TooManyRequestsException - Too Many Requests
AWS TooManyRequestsException is a Lambda-specific throttling error indicating that the function has reached its concurrency limit at either the function or account level. The request is rejected immediately without execution to protect the regional infrastructure.
Last reviewed: March 15, 2026|Editorial standard: source-backed technical guidance
What Does Too Many Requests Mean?
This exception is Lambda's "Air Traffic Control" signal. It triggers when the number of concurrent executions exceeds the allowed quota (default 1,000 per region). Unlike a 504 Timeout, the code never runs, saving you from compute costs but failing the request. It can be caused by account-wide exhaustion (unreserved pool) or reaching a specific function's Reserved Concurrency cap.
Common Causes
- -Account-Level Exhaustion: A single "runaway" Lambda function consumes all 1,000 regional slots, throttling every other function in your account.
- -Reserved Concurrency Ceiling: The function has a hard cap (e.g., 50) that is too low for sudden traffic bursts, even if the account has free capacity.
- -Burst Limit Violations: Scaling up too fast (e.g., from 0 to 3,000 in seconds) exceeds the per-minute burst increase limit of the region.
- -Upstream Over-Fanout: SQS or Kinesis triggers spawning Lambda instances faster than the function is allowed to scale.
How to Fix Too Many Requests
- 1Increase Regional Quota: Use AWS Service Quotas to request a limit increase if your baseline concurrency is consistently above 80% of the limit.
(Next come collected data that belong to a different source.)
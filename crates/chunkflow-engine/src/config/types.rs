//! Serde types for the job YAML schema.

use std::path::PathBuf;

use chunkflow_types::ErrorKind;
use serde::{Deserialize, Serialize};

fn default_chunk_size() -> usize {
    10
}

fn default_delimiter() -> char {
    ','
}

fn default_max_attempts() -> u32 {
    1
}

/// Top-level job configuration.
#[derive(Debug, Clone, Serialize, Deserialize)]
#[serde(deny_unknown_fields)]
pub struct JobConfig {
    pub version: String,
    pub job: String,
    /// Optional state database; omit to run without checkpoints or history.
    #[serde(default)]
    pub state: Option<StateConfig>,
    pub steps: Vec<StepConfig>,
}

/// Where execution state is persisted.
#[derive(Debug, Clone, Serialize, Deserialize)]
#[serde(deny_unknown_fields)]
pub struct StateConfig {
    pub path: PathBuf,
}

/// One chunk-processing step.
#[derive(Debug, Clone, Serialize, Deserialize)]
#[serde(deny_unknown_fields)]
pub struct StepConfig {
    pub name: String,
    #[serde(default = "default_chunk_size")]
    pub chunk_size: usize,
    pub source: SourceConfig,
    pub sink: SinkConfig,
    #[serde(default)]
    pub transforms: Vec<TransformConfig>,
    #[serde(default)]
    pub retry: RetryConfig,
    #[serde(default)]
    pub skip: SkipConfig,
}

/// Delimited flat-file source.
#[derive(Debug, Clone, Serialize, Deserialize)]
#[serde(deny_unknown_fields)]
pub struct SourceConfig {
    pub path: PathBuf,
    #[serde(default = "default_delimiter")]
    pub delimiter: char,
    /// Header lines to skip before the first item.
    #[serde(default)]
    pub skip_lines: usize,
    /// Field names, in column order.
    pub fields: Vec<String>,
}

/// JSON-lines sink.
#[derive(Debug, Clone, Serialize, Deserialize)]
#[serde(deny_unknown_fields)]
pub struct SinkConfig {
    pub path: PathBuf,
}

/// Built-in transform stages available from configuration.
#[derive(Debug, Clone, Serialize, Deserialize)]
#[serde(untagged)]
pub enum TransformConfig {
    /// Fail items whose named field is missing or empty.
    RequireField { require_field: String },
    /// Drop (or reject) items whose keyed field value was already seen.
    DedupBy {
        dedup_by: String,
        #[serde(default)]
        filter_duplicates: bool,
    },
}

/// Retry bounds for the transform chain.
#[derive(Debug, Clone, Serialize, Deserialize)]
#[serde(deny_unknown_fields)]
pub struct RetryConfig {
    #[serde(default = "default_max_attempts")]
    pub max_attempts: u32,
    #[serde(default)]
    pub retry_on: Vec<ErrorKind>,
    #[serde(default)]
    pub backoff: bool,
}

impl Default for RetryConfig {
    fn default() -> Self {
        Self {
            max_attempts: default_max_attempts(),
            retry_on: Vec::new(),
            backoff: false,
        }
    }
}

/// Skip bounds for failed items.
#[derive(Debug, Clone, Default, Serialize, Deserialize)]
#[serde(deny_unknown_fields)]
pub struct SkipConfig {
    #[serde(default)]
    pub limit: u64,
    #[serde(default)]
    pub skip_on: Vec<ErrorKind>,
}
//! The item type flowing through file-driven jobs.

use serde::ser::{Serialize, SerializeMap, Serializer};

/// One flat record: named string fields in declaration order.
///
/// Serializes as a JSON object with fields in the order the job config
/// declared them.
#[derive(Debug, Clone, PartialEq, Eq, Default)]
pub struct Record {
    fields: Vec<(String, String)>,
}

impl Record {
    /// Record from pre-paired field names and values.
    #[must_use]
    pub fn new(fields: Vec<(String, String)>) -> Self {
        Self { fields }
    }

    /// Value of the named field, if present.
    #[must_use]
    pub fn get(&self, field: &str) -> Option<&str> {
        self.fields
            .iter()
            .find(|(name, _)| name == field)
            .map(|(_, value)| value.as_str())
    }

    /// Whether the named field exists and is non-empty.
    #[must_use]
    pub fn has_value(&self, field: &str) -> bool {
        self.get(field).is_some_and(|value| !value.is_empty())
    }

    /// Number of fields.
    #[must_use]
    pub fn len(&self) -> usize {
        self.fields.len()
    }

    /// Whether the record has no fields.
    #[must_use]
    pub fn is_empty(&self) -> bool {
        self.fields.is_empty()
    }
}

impl Serialize for Record {
    fn serialize<S: Serializer>(&self, serializer: S) -> Result<S::Ok, S::Error> {
        let mut map = serializer.serialize_map(Some(self.fields.len()))?;
        for (name, value) in &self.fields {
            map.serialize_entry(name, value)?;
        }
        map.end()
    }
}

#[cfg(test)]
mod tests {
    use super::*;

    fn person() -> Record {
        Record::new(vec![
            ("name".into(), "kim".into()),
            ("age".into(), "30".into()),
            ("address".into(), String::new()),
        ])
    }

    #[test]
    fn get_finds_declared_fields() {
        let record = person();
        assert_eq!(record.get("name"), Some("kim"));
        assert_eq!(record.get("age"), Some("30"));
        assert_eq!(record.get("email"), None);
    }

    #[test]
    fn has_value_requires_non_empty() {
        let record = person();
        assert!(record.has_value("name"));
        assert!(!record.has_value("address"));
        assert!(!record.has_value("email"));
    }

    #[test]
    fn serializes_in_declaration_order() {
        let json = serde_json::to_string(&person()).unwrap();
        assert_eq!(json, r#"{"name":"kim","age":"30","address":""}"#);
    }
}
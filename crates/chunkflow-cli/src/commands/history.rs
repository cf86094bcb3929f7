use std::path::Path;

use anyhow::{bail, Context, Result};

use chunkflow_engine::config::parser;
use chunkflow_state::{SqliteStateBackend, StateBackend};
use chunkflow_types::JobName;

/// Execute the `history` command: list recent runs of a job.
pub fn execute(job_path: &Path, limit: u32) -> Result<()> {
    let config = parser::parse_job(job_path)
        .with_context(|| format!("Failed to parse job: {}", job_path.display()))?;

    let Some(state) = &config.state else {
        bail!("Job '{}' has no state database; run history is not recorded", config.job);
    };

    let backend = SqliteStateBackend::open(&state.path)
        .with_context(|| format!("Failed to open state database {}", state.path.display()))?;

    let runs = backend
        .recent_runs(&JobName::new(config.job.as_str()), limit)
        .context("Failed to read run history")?;

    if runs.is_empty() {
        println!("No recorded runs for job '{}'.", config.job);
        return Ok(());
    }

    println!("Recent runs of '{}':", config.job);
    for run in &runs {
        let error = run
            .summary
            .error_message
            .as_deref()
            .map(|msg| format!(" error: {msg}"))
            .unwrap_or_default();
        println!(
            "  #{} {} started={} read={} written={} skipped={}{}",
            run.run_id,
            run.status,
            run.started_at,
            run.summary.items_read,
            run.summary.items_written,
            run.summary.items_skipped,
            error
        );
    }
    Ok(())
}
- 2Adjust Reserved Concurrency: Ensure critical functions have enough reserved capacity to handle spikes without being throttled by "noisy neighbors."
- 3Implement Jittered Backoff: Ensure calling services (API Gateway, SDKs) don't retry instantly, which creates a "retry storm" that sustains the throttle.
- 4Limit SQS Batch Size: Reduce the concurrency of the Event Source Mapping to smooth out the processing rate.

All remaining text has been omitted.